Avec l’arrivée des nouvelles technologies et la mondialisation dans les années 2000, le nombre de millionnaires et milliardaires a fortement augmenté dans les pays occidentaux. Les lobbies ont fait pression sur les gouvernements pour que cette nouvelle classe de personnes « hyper » riches ait une imposition la plus faible possible. Afin de justifier auprès de l’opinion ces baisses d’impôts, les politiques ont « inventé » la notion de « Ruissellement de la richesse ». Car, il ne faut pas que les riches quittent le pays à cause des impôts puisqu’ils font « ruisseler » leur richesse sur les classes populaires.
Joe Biden est le premier président des États Unis à avoir dénoncé ce concept, indiquant que toutes les études démontraient que ce n’était que du marketing et que mathématiquement rien ne justifiait les baisses considérables d’impôts pour les plus riches. Le concept de Ruissellement de la richesse est aujourd’hui dénoncé partout comme en France ou en Angleterre.
Cependant, le « ruissellement » décrit dans notre approche est totalement différent. Il concerne le « ruissellement » de l’activité économique à travers la hiérarchie des interactions et des dépendances entre les entreprises (et non des personnes physiques).

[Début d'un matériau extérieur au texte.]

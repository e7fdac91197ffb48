//! # Assistant Boundary
//!
//! File: cli/src/faq/assistant.rs
//!
//! ## Overview
//!
//! `Assistant` is the single entry point the chat session, the CLI commands
//! and the HTTP API call into. It owns one `AnswerMatcher` and one
//! `CategoryDetector` built over the same shared `KnowledgeBase`.
//!
//! - [`Assistant::get_answer`] trims the input, rejects empty input with
//!   `EyeqaError::EmptyInput` and otherwise returns the matcher's answer.
//! - [`Assistant::reply`] is the UI-facing variant that always returns text:
//!   empty input becomes a prompt to type something, any other failure
//!   becomes a generic apology.
//!
//! The assistant holds no mutable state, so one instance can be shared
//! between threads and requests behind an `Arc`.
//!
use super::detector::{CategoryDetector, DetectedCategory};
use super::knowledge::KnowledgeBase;
use super::matcher::{AnswerMatcher, MatchResult};
use crate::core::error::EyeqaError;
use std::sync::Arc;
use tracing::{debug, warn};

/// Shown when a question could not be processed.
pub const APOLOGY: &str = "I apologize, but I couldn't process your question. Please try asking again with more specific details about eye tissue transplantation.";

/// Shown when the user submits an empty question.
pub const EMPTY_INPUT_PROMPT: &str = "Please type a question about eye tissue transplantation.";

#[derive(Debug, Clone)]
pub struct Assistant {
    matcher: AnswerMatcher,
    detector: CategoryDetector,
}

impl Assistant {
    pub fn new(matcher: AnswerMatcher, detector: CategoryDetector) -> Self {
        Self { matcher, detector }
    }

    /// Assistant over `knowledge` with the built-in keyword tables and
    /// phrase patterns.
    pub fn with_knowledge(knowledge: Arc<KnowledgeBase>) -> Result<Self, EyeqaError> {
        Ok(Self::new(
            AnswerMatcher::with_defaults(knowledge),
            CategoryDetector::with_defaults()?,
        ))
    }

    /// Assistant over the built-in knowledge base.
    pub fn builtin() -> Result<Self, EyeqaError> {
        Self::with_knowledge(Arc::new(KnowledgeBase::builtin()?))
    }

    pub fn knowledge(&self) -> &KnowledgeBase {
        self.matcher.knowledge()
    }

    /// Full match result for a non-empty question.
    pub fn answer(&self, user_input: &str) -> Result<MatchResult, EyeqaError> {
        let question = user_input.trim();
        if question.is_empty() {
            return Err(EyeqaError::EmptyInput);
        }
        let result = self.matcher.match_question(question);
        debug!(
            "Answered via {:?} tier in category '{}'",
            result.tier, result.category
        );
        Ok(result)
    }

    /// Answer text for a non-empty question.
    pub fn get_answer(&self, user_input: &str) -> Result<String, EyeqaError> {
        self.answer(user_input).map(|result| result.answer)
    }

    /// Answer text for any input; never fails.
    pub fn reply(&self, user_input: &str) -> String {
        match self.get_answer(user_input) {
            Ok(answer) => answer,
            Err(EyeqaError::EmptyInput) => EMPTY_INPUT_PROMPT.to_string(),
            Err(err) => {
                warn!("Error processing question: {}", err);
                APOLOGY.to_string()
            }
        }
    }

    pub fn detect_category(&self, text: &str) -> DetectedCategory {
        self.detector.detect_category(text)
    }
}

Ruissellement de la valeur à travers la hiérarchie et les dépendances dans nos écosystèmes de valeurs
Rappelons que le système productif proposé par notre plan de transformation est basé sur l’exploitation de nos ressources. Energie + Ressources + Travail = Production de biens de consommation (voir l’article sur le sujet).
Voici notre vision pour générer des écosystèmes de valeurs solides, modernes et surtout pérennes :
A- L’analyse de la cartographie et le cadre d’exploitation de nos ressources définissent la stratégie de l’État. On redessine nos « cartographies fonctionnelles nationales ». Nous proposons 12 cartographies dans notre plan de transformation.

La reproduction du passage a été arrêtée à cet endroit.